- Benjamin West 1738–1820
- Oil paint on canvas
- Support: 1384 x 1854 mm
frame: 1480 x 1935 x 77 mm
- Presented by W. Wilkins 1827
Not on display
Benjamin West 1738–1820
Leonidas Ordering into Banishment Cleombrotus
Oil paint on canvas
1384 x 1854 mm
Presented by W. Wilkins 1827
Inscribed by the artist ‘B West PINXIT / 1768’ in paint bottom right.
Probably purchased from the artist in 1770 by Samuel Smith (1727—1798) of Clapham or by William Lock (1732–1810) of Norbury; recorded as with Samuel Smith by 1791; his son, William Smith, MP (1756–1835), London, from whose collection sold at Christie’s, London, 8 June 1819; bought by John Bartie; …; William Wilkins, RA (1778–1839), London, who presented it to the British Museum, London, 1827; passed to the National Gallery and given an inventory number (121) 1827; transferred to the National Gallery, London, 1856, but considered by the Trustees of The British Museum to be their property until they formally relinquished their interest in 1868; transferred to the Tate Gallery 1929.

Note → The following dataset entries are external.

//! End-to-end batch run over JSON inputs, mirroring a production setup:
//! load company, orders, and configuration, generate every invoice, and
//! hand each written file to a notification sender.
//!
//! Usage: batch_run <COMPANY_JSON> <ORDERS_JSON> <INVOICE_JSON> <NOTIFICATION_JSON>

use std::process::ExitCode;

use chrono::Local;
use rechnung::batch;
use rechnung::core::InvoiceError;
use rechnung::document::TextRenderer;
use rechnung::loaders;
use rechnung::notify::{InvoiceDispatch, NotificationConfig, NotificationSender};

/// Stand-in transport that prints the assembled message instead of
/// speaking SMTP.
struct ConsoleSender {
    config: NotificationConfig,
}

impl NotificationSender for ConsoleSender {
    fn send(&self, dispatch: &InvoiceDispatch) -> Result<(), InvoiceError> {
        println!("to:      {}", dispatch.recipient);
        println!("subject: {}", self.config.subject_for(&dispatch.invoice_id));
        println!("body:    {}", self.config.body_for(&dispatch.last_name));
        println!("attach:  {}", dispatch.attachment.display());
        Ok(())
    }
}

fn main() -> ExitCode {
    let args: Vec<String> = std::env::args().skip(1).collect();
    let [company_path, orders_path, invoice_path, notification_path] = args.as_slice() else {
        eprintln!(
            "usage: batch_run <COMPANY_JSON> <ORDERS_JSON> <INVOICE_JSON> <NOTIFICATION_JSON>"
        );
        return ExitCode::FAILURE;
    };

    let run = || -> Result<(), InvoiceError> {
        let company = loaders::load_company(company_path)?;
        let orders = loaders::load_orders(orders_path)?;
        let config = loaders::load_invoice_config(invoice_path)?;
        let notification = loaders::load_notification_config(notification_path)?;

        let sender = ConsoleSender {
            config: notification,
        };
        let outcome = batch::generate_and_notify(
            &config,
            &company,
            &orders,
            Local::now().date_naive(),
            &TextRenderer::new(),
            &sender,
        );

        for artifact in &outcome.artifacts {
            println!("generated {} -> {}", artifact.id, artifact.path.display());
        }
        for failure in &outcome.failures {
            eprintln!("order {} failed: {}", failure.order_number, failure.error);
        }
        Ok(())
    };

    match run() {
        Ok(()) => ExitCode::SUCCESS,
        Err(e) => {
            eprintln!("{e}");
            ExitCode::FAILURE
        }
    }
}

The subject is taken from ancient Greek history, related by the classical author Plutarch (c.50–120 AD) in his ‘Life of Agis’. The setting is the interior of a temple, with Leonidas II, King of Sparta, challenging his son-in-law, Cleombrotus, who had briefly usurped him. Leonidas is shown standing towards the centre of the composition, his arms outstretched stiffly before him. Leonidas is shown seated, his head covered by his cloak, in anxious reflection. He is accompanied by his wife, Chelonis, who leans against him and holds the first of their two children by the hand. To the left of the composition, and to the far right, a range of bystanders bear witness: a crowd of soldiers and two older men to the left; two robed gentlemen to the right.

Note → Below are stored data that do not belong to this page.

use chrono::NaiveDate;
use criterion::{Criterion, black_box, criterion_group, criterion_main};
use rust_decimal_macros::dec;

use rechnung::core::*;
use rechnung::document::compose;

fn test_date() -> NaiveDate {
    NaiveDate::from_ymd_opt(2024, 3, 2).unwrap()
}

fn company() -> Company {
    CompanyBuilder::new(
        "Musterfirma GbR",
        AddressBuilder::new("Berlin", "10115", "Deutschland")
            .street("Hauptstraße", "12")
            .build(),
    )
    .declaration("Gesellschaft bürgerlichen Rechts")
    .add_shareholder(
        PartyBuilder::new("Max", "Mustermann")
            .contact("max@musterfirma.de", "+49 30 111")
            .build(),
    )
    .add_shareholder(
        PartyBuilder::new("Mia", "Musterfrau")
            .contact("mia@musterfirma.de", "+49 30 222")
            .build(),
    )
    .bank_account("DE89370400440532013000", "COBADEFFXXX", "Commerzbank")
    .tax_number("12/345/67890")
    .build()
}

fn order_with_lines(lines: usize) -> Order {
    let customer = PartyBuilder::new("Erika", "Beispiel")
        .address(
            AddressBuilder::new("München", "80331", "Deutschland")
                .street("Marienplatz", "1")
                .build(),
        )
        .contact("erika@example.com", "+49 89 999")
        .build_customer(4711);
    let mut builder = OrderBuilder::new("1007", test_date(), customer);
    for i in 0..lines {
        builder = builder.add_product(format!("Artikel {i}"), dec!(9.99), 3);
    }
    builder.add_product("Versand", dec!(4.50), 1).build()
}

fn bench_compose(c: &mut Criterion) {
    let config = InvoiceConfig::default();
    let company = company();
    let small = order_with_lines(10);
    let large = order_with_lines(1000);

    c.bench_function("compose_10_lines", |b| {
        b.iter(|| compose(&config, &company, black_box(&small), test_date()).unwrap())
    });

    c.bench_function("compose_1000_lines", |b| {
        b.iter(|| compose(&config, &company, black_box(&large), test_date()).unwrap())
    });
}

fn bench_formatting(c: &mut Criterion) {
    let pattern = DecimalPattern::parse("#,##0.00 €").unwrap();
    let symbols = DecimalSymbols::default();

    c.bench_function("format_currency", |b| {
        b.iter(|| pattern.format(black_box(dec!(1234567.891)), &symbols))
    });

    let date_pattern = DatePattern::parse("dd.MM.yyyy").unwrap();
    c.bench_function("format_date", |b| {
        b.iter(|| date_pattern.format(black_box(test_date())))
    });
}

criterion_group!(benches, bench_compose, bench_formatting);
criterion_main!(benches);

The painting is executed in a range of muted colours, with the blues, reds, greens, pink, flesh tones and yellows all tending to a pallid greyness. The painted surface appears restrained and uniform, built up with small, controlled brushstrokes with few visible traces of the manipulation of paint, and conveying a greater concern with relaying tonal shifts than the specific qualities of different surfaces: flesh, stone and fabric are rendered in a similar fashion. The thirteen figures seen whole or in part in the composition are ranged across a shallow plane set some way into pictorial space, but against a flat architectural backdrop. Given the number of figures contained within a relatively small extent of canvas and the evident resolve with which they have been painted, West must have planned this composition carefully through preparatory drawings and paintings. A ‘Sketch, in oil, of Leonidas Ordering Cleombrotus into Banishment, on paper’ is noted in early nineteenth-century lists of works on show in the artist’s gallery in Newman Street, London, but the location of this work is currently unknown.1 A chalk drawing of the figure of Leonidas posed and dressed almost exactly as depicted in the final picture is in the collection of the Victoria and Albert Museum, London (DYCE.1776)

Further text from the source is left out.